#### WHAT YOU SHOULD DO:
The entries should be written out again exactly as they read.

#### SUPPLIED MATERIAL:
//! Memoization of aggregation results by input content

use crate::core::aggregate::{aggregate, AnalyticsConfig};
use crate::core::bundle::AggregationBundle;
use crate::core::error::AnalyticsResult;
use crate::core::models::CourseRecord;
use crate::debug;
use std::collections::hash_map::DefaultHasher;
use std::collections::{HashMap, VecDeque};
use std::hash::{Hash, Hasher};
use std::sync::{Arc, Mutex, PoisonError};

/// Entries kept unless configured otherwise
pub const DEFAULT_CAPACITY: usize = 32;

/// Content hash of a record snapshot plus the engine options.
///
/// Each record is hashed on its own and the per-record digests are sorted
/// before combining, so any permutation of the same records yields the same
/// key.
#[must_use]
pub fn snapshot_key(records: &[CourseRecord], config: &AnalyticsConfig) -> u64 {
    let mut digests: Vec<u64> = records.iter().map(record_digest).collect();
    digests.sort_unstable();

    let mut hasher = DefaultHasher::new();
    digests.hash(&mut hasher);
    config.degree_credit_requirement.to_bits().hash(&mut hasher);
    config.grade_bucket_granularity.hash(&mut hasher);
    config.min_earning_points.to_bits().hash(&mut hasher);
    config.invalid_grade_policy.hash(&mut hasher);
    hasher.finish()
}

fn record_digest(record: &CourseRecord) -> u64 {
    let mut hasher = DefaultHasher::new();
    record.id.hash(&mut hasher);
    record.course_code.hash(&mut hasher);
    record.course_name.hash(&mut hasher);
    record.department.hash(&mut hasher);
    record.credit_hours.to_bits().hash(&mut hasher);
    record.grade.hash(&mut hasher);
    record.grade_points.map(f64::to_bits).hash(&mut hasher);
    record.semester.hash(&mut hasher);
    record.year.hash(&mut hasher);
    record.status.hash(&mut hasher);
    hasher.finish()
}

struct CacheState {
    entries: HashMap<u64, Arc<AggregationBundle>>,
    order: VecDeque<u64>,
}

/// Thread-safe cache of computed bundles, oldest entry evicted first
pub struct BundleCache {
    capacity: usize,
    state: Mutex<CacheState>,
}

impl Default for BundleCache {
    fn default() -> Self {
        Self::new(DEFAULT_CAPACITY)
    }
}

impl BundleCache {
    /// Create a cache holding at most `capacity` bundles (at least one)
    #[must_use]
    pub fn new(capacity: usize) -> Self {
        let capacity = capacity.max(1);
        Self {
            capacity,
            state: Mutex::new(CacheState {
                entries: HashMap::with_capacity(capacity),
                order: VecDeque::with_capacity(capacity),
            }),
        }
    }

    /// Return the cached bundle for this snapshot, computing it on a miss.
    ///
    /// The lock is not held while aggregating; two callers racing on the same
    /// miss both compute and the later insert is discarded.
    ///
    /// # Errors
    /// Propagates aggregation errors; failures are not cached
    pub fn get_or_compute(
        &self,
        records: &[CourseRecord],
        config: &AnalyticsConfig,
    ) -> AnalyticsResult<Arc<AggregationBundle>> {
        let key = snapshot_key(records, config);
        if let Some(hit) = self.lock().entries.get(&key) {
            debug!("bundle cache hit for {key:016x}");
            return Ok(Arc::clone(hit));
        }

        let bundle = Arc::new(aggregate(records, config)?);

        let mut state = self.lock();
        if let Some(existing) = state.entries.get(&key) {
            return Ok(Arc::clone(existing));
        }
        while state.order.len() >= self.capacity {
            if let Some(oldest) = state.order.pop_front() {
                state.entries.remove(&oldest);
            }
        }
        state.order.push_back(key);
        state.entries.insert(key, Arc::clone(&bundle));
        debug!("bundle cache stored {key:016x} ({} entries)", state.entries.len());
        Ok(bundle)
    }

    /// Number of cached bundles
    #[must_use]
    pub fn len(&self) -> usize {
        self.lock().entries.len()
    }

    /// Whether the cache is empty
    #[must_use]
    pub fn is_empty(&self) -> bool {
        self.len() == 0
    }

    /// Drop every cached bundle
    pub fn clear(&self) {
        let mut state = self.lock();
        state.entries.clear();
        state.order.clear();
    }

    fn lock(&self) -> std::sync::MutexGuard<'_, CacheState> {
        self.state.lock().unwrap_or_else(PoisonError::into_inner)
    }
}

#### SOLUTION:
//! Memoization of aggregation results by input content

use crate::core::aggregate::{aggregate, AnalyticsConfig};
use crate::core::bundle::AggregationBundle;
use crate::core::error::AnalyticsResult;
use crate::core::models::CourseRecord;
use crate::debug;
use std::collections::hash_map::DefaultHasher;
use std::collections::{HashMap, VecDeque};
use std::hash::{Hash, Hasher};
use std::sync::{Arc, Mutex, PoisonError};

/// Entries kept unless configured otherwise
pub const DEFAULT_CAPACITY: usize = 32;

/// Content hash of a record snapshot plus the engine options.
///
/// Each record is hashed on its own and the per-record digests are sorted
/// before combining, so any permutation of the same records yields the same
/// key.
#[must_use]
pub fn snapshot_key(records: &[CourseRecord], config: &AnalyticsConfig) -> u64 {
    let mut digests: Vec<u64> = records.iter().map(record_digest).collect();
    digests.sort_unstable();

    let mut hasher = DefaultHasher::new();
    digests.hash(&mut hasher);
    config.degree_credit_requirement.to_bits().hash(&mut hasher);
    config.grade_bucket_granularity.hash(&mut hasher);
    config.min_earning_points.to_bits().hash(&mut hasher);
    config.invalid_grade_policy.hash(&mut hasher);
    hasher.finish()
}

fn record_digest(record: &CourseRecord) -> u64 {
    let mut hasher = DefaultHasher::new();
    record.id.hash(&mut hasher);
    record.course_code.hash(&mut hasher);
    record.course_name.hash(&mut hasher);
    record.department.hash(&mut hasher);
    record.credit_hours.to_bits().hash(&mut hasher);
    record.grade.hash(&mut hasher);
    record.grade_points.map(f64::to_bits).hash(&mut hasher);
    record.semester.hash(&mut hasher);
    record.year.hash(&mut hasher);
    record.status.hash(&mut hasher);
    hasher.finish()
}

struct CacheState {
    entries: HashMap<u64, Arc<AggregationBundle>>,
    order: VecDeque<u64>,
}

/// Thread-safe cache of computed bundles, oldest entry evicted first
pub struct BundleCache {
    capacity: usize,
    state: Mutex<CacheState>,
}

impl Default for BundleCache {
    fn default() -> Self {
        Self::new(DEFAULT_CAPACITY)
    }
}

impl BundleCache {
    /// Create a cache holding at most `capacity` bundles (at least one)
    #[must_use]
    pub fn new(capacity: usize) -> Self {
        let capacity = capacity.max(1);
        Self {
            capacity,
            state: Mutex::new(CacheState {
                entries: HashMap::with_capacity(capacity),
                order: VecDeque::with_capacity(capacity),
            }),
        }
    }

    /// Return the cached bundle for this snapshot, computing it on a miss.
    ///
    /// The lock is not held while aggregating; two callers racing on the same
    /// miss both compute and the later insert is discarded.
    ///
    /// # Errors
    /// Propagates aggregation errors; failures are not cached
    pub fn get_or_compute(
        &self,
        records: &[CourseRecord],
        config: &AnalyticsConfig,
    ) -> AnalyticsResult<Arc<AggregationBundle>> {
        let key = snapshot_key(records, config);
        if let Some(hit) = self.lock().entries.get(&key) {
            debug!("bundle cache hit for {key:016x}");
            return Ok(Arc::clone(hit));
        }

        let bundle = Arc::new(aggregate(records, config)?);

        let mut state = self.lock();
        if let Some(existing) = state.entries.get(&key) {
            return Ok(Arc::clone(existing));
        }
        while state.order.len() >= self.capacity {
            if let Some(oldest) = state.order.pop_front() {
                state.entries.remove(&oldest);
            }
        }
        state.order.push_back(key);
        state.entries.insert(key, Arc::clone(&bundle));
        debug!("bundle cache stored {key:016x} ({} entries)", state.entries.len());
        Ok(bundle)
    }

    /// Number of cached bundles
    #[must_use]
    pub fn len(&self) -> usize {
        self.lock().entries.len()
    }

    /// Whether the cache is empty
    #[must_use]
    pub fn is_empty(&self) -> bool {
        self.len() == 0
    }

    /// Drop every cached bundle
    pub fn clear(&self) {
        let mut state = self.lock();
        state.entries.clear();
        state.order.clear();
    }

    fn lock(&self) -> std::sync::MutexGuard<'_, CacheState> {
        self.state.lock().unwrap_or_else(PoisonError::into_inner)
    }
}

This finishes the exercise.